2010: A Camino Odyssey

"She knows not where she's going
For the Camino will decide
because it was not the destination
But the glory of the ride"

And glory it was!



These comments from the pilgrims' guest book at Bar O Xardin in Muxia from "Joyce, Holland, 9th October 2008" are the best way I can sum up these past three weeks.

From having written optimistically "More tomorrow", more than two full weeks have passed. Two weeks in which I drove 4,789 kilometers (point 5), had five radio interviews- one of which was conducted by telephone while parked a bus stop - , was on TV three times (terrifying), and 20 newspaper write-ups, and in which I met many friends I didn't even know I had. I have spoken with scores of pilgrims, hospitaleros/as, people in churches, museums and tourist offices. I have screamed with joy with the owners of my favourite Pension in Santiago when Iniesta scored that oh so anticipated goal. I have been to a romeria in a tiny pueblo where I was treated like visiting royalty; I have shared several very expensive glasses of wine with a Canadian author and fellow pilgrim at the Parador Cafe with the "Million Dollar View"; I have almost learned a lesson about roads one should not go down (or up) in a two-wheel drive car. I have sat at the back of a church and listened to black-robed Benedictine monks sing at 7 in the morning as the mist rose up through the valley - and no-one even knew I was there. I have slept in the car in the middle of one of the most dramatic thunderstorms I have ever seen. I have been a resident heretic in the house of Christian journalists and their animals in a tiny pueblo and eaten some of the best burritos in my life. I have had my feet washed in a pilgrim ceremony and visited the mountain spring of an abbot who disappeared one day while meditating on the psalms only to reappear a hundred years later! I have been a guest at the house of a friend of Paolo Coelho,and who never takes off his trademark black baseball cap. I have met a Spanish lady in a dusty village who gave me her book and I found my favourite poet quoted on the back. And I have attended mass in Toledo two days running but still haven't heard that Mozarabic Rite because of ecclestical jealousy and red tape.
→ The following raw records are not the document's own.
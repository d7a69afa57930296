use std::sync::Arc;

use chrono::Utc;
use rand::seq::SliceRandom;
use tracing::{info, warn};

use super::domain::{
    resume_content, Attorney, EmailAddress, NewProspect, PageRequest, Prospect, ProspectView,
    ValidationError,
};
use super::lifecycle::{LifecycleError, Transition};
use super::repository::{
    AttorneyDirectory, Notifier, ProspectRepository, RepositoryError,
};
use crate::notify::submission_notification;

/// Service enforcing the prospect lifecycle over the repository ports.
pub struct ProspectService<R, D, N> {
    repository: Arc<R>,
    attorneys: Arc<D>,
    notifier: Arc<N>,
    organization: String,
}

impl<R, D, N> ProspectService<R, D, N>
where
    R: ProspectRepository + 'static,
    D: AttorneyDirectory + 'static,
    N: Notifier + 'static,
{
    pub fn new(
        repository: Arc<R>,
        attorneys: Arc<D>,
        notifier: Arc<N>,
        organization: impl Into<String>,
    ) -> Self {
        Self {
            repository,
            attorneys,
            notifier,
            organization: organization.into(),
        }
    }

    /// Create a prospect and its resume in the CREATED state.
    pub async fn create(&self, input: NewProspect) -> Result<Prospect, ProspectServiceError> {
        let prospect = Prospect::from_new(input, Utc::now())?;

        if self
            .repository
            .find_by_email(&prospect.email)
            .await?
            .is_some()
        {
            return Err(ProspectServiceError::Conflict(prospect.email));
        }

        let stored = match self.repository.insert(prospect.clone()).await {
            Ok(stored) => stored,
            Err(RepositoryError::Conflict) => {
                return Err(ProspectServiceError::Conflict(prospect.email))
            }
            Err(other) => return Err(other.into()),
        };

        info!(prospect_id = %stored.id.0, email = %stored.email, "prospect created");
        Ok(stored)
    }

    /// Fetch a prospect by (case-insensitive) email.
    pub async fn get_by_email(&self, email: &str) -> Result<Prospect, ProspectServiceError> {
        let email = EmailAddress::parse(email)?;
        self.repository
            .find_by_email(&email)
            .await?
            .ok_or(ProspectServiceError::NotFound(email))
    }

    pub async fn update_first_name(
        &self,
        email: &str,
        first_name: &str,
    ) -> Result<Prospect, ProspectServiceError> {
        let mut prospect = self.get_by_email(email).await?;
        prospect.ensure_editable("edit")?;

        prospect.first_name = first_name.trim().to_string();
        prospect.updated_at = Utc::now();
        self.persist(prospect).await
    }

    pub async fn update_last_name(
        &self,
        email: &str,
        last_name: &str,
    ) -> Result<Prospect, ProspectServiceError> {
        let mut prospect = self.get_by_email(email).await?;
        prospect.ensure_editable("edit")?;

        prospect.last_name = last_name.trim().to_string();
        prospect.updated_at = Utc::now();
        self.persist(prospect).await
    }

    pub async fn update_resume(
        &self,
        email: &str,
        resume: &str,
    ) -> Result<Prospect, ProspectServiceError> {
        let content = resume_content(resume)?;
        let mut prospect = self.get_by_email(email).await?;
        prospect.ensure_editable("edit")?;

        let now = Utc::now();
        prospect.resume.content = content;
        prospect.resume.updated_at = now;
        prospect.updated_at = now;
        self.persist(prospect).await
    }

    /// Move a CREATED prospect to PENDING and notify it and a random attorney.
    ///
    /// The transition is persisted before the notification is attempted; a
    /// failed send is logged and does not fail the call.
    pub async fn submit(&self, email: &str) -> Result<Prospect, ProspectServiceError> {
        let mut prospect = self.get_by_email(email).await?;
        prospect.apply(Transition::Submit, Utc::now())?;

        let attorneys = self.attorneys.all().await?;
        let attorney = pick_attorney(&attorneys).ok_or(ProspectServiceError::NoAttorneys)?;

        let submitted = self.persist(prospect).await?;
        info!(
            prospect_id = %submitted.id.0,
            attorney = %attorney.email,
            "prospect submitted"
        );

        let notification = submission_notification(&submitted, &attorney, &self.organization);
        if let Err(error) = self.notifier.send(notification).await {
            warn!(
                prospect_id = %submitted.id.0,
                %error,
                "submission notification failed"
            );
        }

        Ok(submitted)
    }

    /// Move a PENDING prospect to REACHED_OUT. Callers must be authenticated.
    pub async fn mark_reached_out(&self, email: &str) -> Result<Prospect, ProspectServiceError> {
        let mut prospect = self.get_by_email(email).await?;
        prospect.apply(Transition::MarkReachedOut, Utc::now())?;

        let marked = self.persist(prospect).await?;
        info!(prospect_id = %marked.id.0, "prospect marked as reached out");
        Ok(marked)
    }

    /// Page of prospects, most recently updated first.
    pub async fn list(&self, page: PageRequest) -> Result<Vec<ProspectView>, ProspectServiceError> {
        let prospects = self.repository.list(page).await?;
        Ok(prospects.iter().map(Prospect::view).collect())
    }

    async fn persist(&self, prospect: Prospect) -> Result<Prospect, ProspectServiceError> {
        match self.repository.update(prospect).await {
            Ok(stored) => Ok(stored),
            Err(RepositoryError::Stale) => Err(ProspectServiceError::Stale),
            Err(other) => Err(other.into()),
        }
    }
}

fn pick_attorney(attorneys: &[Attorney]) -> Option<Attorney> {
    attorneys.choose(&mut rand::thread_rng()).cloned()
}

/// Error raised by the prospect service.
#[derive(Debug, thiserror::Error)]
pub enum ProspectServiceError {
    #[error(transparent)]
    Validation(#[from] ValidationError),
    #[error("prospect {0} already exists or has been submitted")]
    Conflict(EmailAddress),
    #[error("prospect {0} not found")]
    NotFound(EmailAddress),
    #[error(transparent)]
    Lifecycle(#[from] LifecycleError),
    #[error("no attorneys available")]
    NoAttorneys,
    #[error("prospect was modified concurrently, retry the request")]
    Stale,
    #[error(transparent)]
    Repository(#[from] RepositoryError),
}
And I have stood in the wind and morning chill on top of the mountains in Somport to celebrate 10 years since I last walked downhill from there with the Camino to the west.

It was quite the ride! For the next couple of weeks I hope you will join me on it.

2 comments:

  1. Paddy will get a kick out of being described as a "Christian journalist!" He´s about as Christian as you are!

    Reb.

    ReplyDelete
  2. OK then: One Christian and a horse of a different colour!